EL PAíS › OPINION
› Por Raúl Dellatorre
El Fondo Monetario Internacional logró un “gesto formidable” en su favor, como lo definió su director gerente, tras la Cumbre del G-20: ser designado como el organismo que supervise “si las políticas aplicadas por cada país miembro son coherentes con las trayectorias más sostenibles y equilibradas para la economía mundial”. Casi un certificado de supervivencia. Argentina tuvo otro logro no menos significativo: pasó a ser integrante del grupo de “elegidos” que compartirán el foro de discusión de la política económica mundial, que es en lo que se convertirá el G-20 de aquí en más. Algo impensado apenas siete años atrás, cuando en el país todavía se tornaba difuso ver la salida de la crisis económica más profunda de su historia.
La crisis de la convertibilidad, a fines de 2001, dejó al FMI en el lugar del “enemigo público número 1” de la Argentina. Néstor Kirchner, presidente desde 2003, planteó sin tapujos el repudio a las políticas de ese organismo y a su presencia en el país. Cristina Kirchner, a partir de 2008, llevó esos planteos a foros internacionales, condenando al Consenso de Washington (base de las políticas neoliberales de los ’90) y reclamando una reformulación de los organismos financieros internacionales (FMI y Banco Mundial). En la reunión de esta semana, en Pittsburgh, llevó el desafío a un punto más alto: planteó la sustitución de estos organismos por otros que contemplaran prioritariamente el de-sarrollo de los países menos poderosos, la defensa del empleo y una distribución más justa.

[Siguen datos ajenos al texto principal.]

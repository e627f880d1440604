pub mod handler;
pub mod middleware;
pub mod pipeline;
pub mod response;

use arc_swap::ArcSwap;
use axum::http::{HeaderName, HeaderValue, Method, header};
use axum::{Router, middleware as axum_mw};
use std::sync::Arc;
use std::time::Instant;
use tower_http::cors::{AllowOrigin, CorsLayer};
use tower_http::trace::TraceLayer;
use warden_core::auth::{AuthResolver, JwtAuthResolver, NoAuthResolver};
use warden_core::config::{Config, CorsConfig};
use warden_core::jobs::{Dispatcher, JobRegistry, JobStore, Worker};
use warden_core::profile::ProfileStore;
use warden_core::rate_limit::{RateLimitStore, RateLimiter};

/// Backing collaborators the application is assembled from.
pub struct Services {
    pub rate_limit_store: Arc<dyn RateLimitStore>,
    pub auth: Arc<dyn AuthResolver>,
    pub registry: Arc<JobRegistry>,
    pub jobs: Arc<dyn JobStore>,
    pub profiles: Arc<dyn ProfileStore>,
}

#[derive(Clone)]
pub struct AppState {
    pub config: Arc<ArcSwap<Config>>,
    pub rate_limiter: Arc<RateLimiter>,
    pub auth: Arc<dyn AuthResolver>,
    pub registry: Arc<JobRegistry>,
    pub jobs: Arc<dyn JobStore>,
    pub dispatcher: Arc<Dispatcher>,
    pub worker: Arc<Worker>,
    pub profiles: Arc<dyn ProfileStore>,
    pub start_time: Instant,
}

impl AppState {
    pub fn new(config: Arc<ArcSwap<Config>>, services: Services) -> Self {
        let snapshot = config.load();
        let rate_limiter = Arc::new(RateLimiter::new(
            services.rate_limit_store,
            &snapshot.rate_limit,
        ));
        let dispatcher = Arc::new(Dispatcher::new(
            services.registry.clone(),
            services.jobs.clone(),
        ));
        let worker = Arc::new(Worker::new(
            services.registry.clone(),
            services.jobs.clone(),
            &snapshot.jobs,
        ));
        Self {
            config: config.clone(),
            rate_limiter,
            auth: services.auth,
            registry: services.registry,
            jobs: services.jobs,
            dispatcher,
            worker,
            profiles: services.profiles,
            start_time: Instant::now(),
        }
    }
}

/// JWT bearer auth when a signing secret is configured, anonymous otherwise.
pub fn auth_resolver_for(config: &Config) -> Arc<dyn AuthResolver> {
    match config.auth.resolve_jwt_secret() {
        Some(secret) => Arc::new(JwtAuthResolver::new(&secret)),
        None => {
            tracing::warn!("No JWT secret configured, every request is anonymous");
            Arc::new(NoAuthResolver)
        }
    }
}

pub fn build_router(state: AppState) -> Router {
    let config = state.config.load();
    let cors = cors_layer(&config.cors);

    // Internal routes, shared-secret header required
    let internal_routes = Router::new()
        .route("/internal/health", handler::health::routes())
        .route("/internal/jobs/worker", handler::jobs::worker_routes())
        .route("/internal/jobs/dispatch", handler::jobs::dispatch_routes())
        .route_layer(axum_mw::from_fn_with_state(
            state.clone(),
            middleware::internal_auth::internal_auth_middleware,
        ));

    // Public API, every route runs through the secure pipeline
    let api_routes = Router::new()
        .route("/v1/sample", handler::sample::routes())
        .route("/v1/profile", handler::profile::routes())
        .route("/v1/admin/overview", handler::admin::routes())
        .route("/v1/redirect", handler::redirect::routes());

    // Compose, then global middleware layers (outer → inner)
    Router::new()
        .merge(internal_routes)
        .merge(api_routes)
        .fallback(handler::not_found)
        .layer(axum_mw::from_fn(
            middleware::request_logging::request_logging_middleware,
        ))
        .layer(axum_mw::from_fn(
            middleware::request_context::request_context_middleware,
        ))
        .layer(cors)
        .layer(TraceLayer::new_for_http())
        .with_state(state)
}

fn cors_layer(config: &CorsConfig) -> CorsLayer {
    if config.allowed_origins.is_empty() {
        return CorsLayer::permissive();
    }
    let origins: Vec<HeaderValue> = config
        .allowed_origins
        .iter()
        .filter_map(|origin| match origin.parse() {
            Ok(value) => Some(value),
            Err(_) => {
                tracing::warn!(origin = %origin, "Ignoring invalid CORS origin");
                None
            }
        })
        .collect();
    CorsLayer::new()
        .allow_origin(AllowOrigin::list(origins))
        .allow_methods([
            Method::GET,
            Method::POST,
            Method::PUT,
            Method::PATCH,
            Method::DELETE,
        ])
        .allow_headers([
            header::AUTHORIZATION,
            header::CONTENT_TYPE,
            HeaderName::from_static("x-internal-secret"),
        ])
        .expose_headers([
            HeaderName::from_static("x-request-id"),
            HeaderName::from_static("x-ratelimit-limit"),
            HeaderName::from_static("x-ratelimit-remaining"),
            HeaderName::from_static("x-ratelimit-reset"),
            header::RETRY_AFTER,
        ])
}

La propuesta no fue tomada por el G-20, pero en cambio tiene eco en el proyectado Banco del Sur, que la Cumbre de Margarita retomó ayer para darle nuevo impulso. Hugo Chávez amplió su alcance para proponerlo como un banco Sur-Sur, unido a una banca común de países africanos.
No está mal que el Tercer Mundo se dé sus propias instituciones, al mismo tiempo que disputa espacios en la mesa de “los grandes”. Estados Unidos defendió la vigencia del FMI como institución supervisora, pero ya no como rectora de las políticas económicas nacionales. Pero debió ceder votos a las economías con mayor proyección de desarrollo, entre ellas Brasil. No ver en este cambio en el tablero un avance de la nueva política latinoamericana es negar la realidad y, sobre todo, el fracaso del neoliberalismo.
Pero también sería erróneo suponer que estos cambios significan la derrota de los viejos dueños del poder. Al contrario, la vigencia del FMI es una señal de que el poder financiero mundial sigue vivo y dando pelea. Condicionando al gobierno de Barack Obama, incluso. Latinoamérica, con Brasil y Argentina en roles importantes, tiene la oportunidad de seguir diseñando un modelo distinto, una relación distinta, no subordinada y cada vez más autónoma, con los factores del poder económico. El FMI, entre ellos.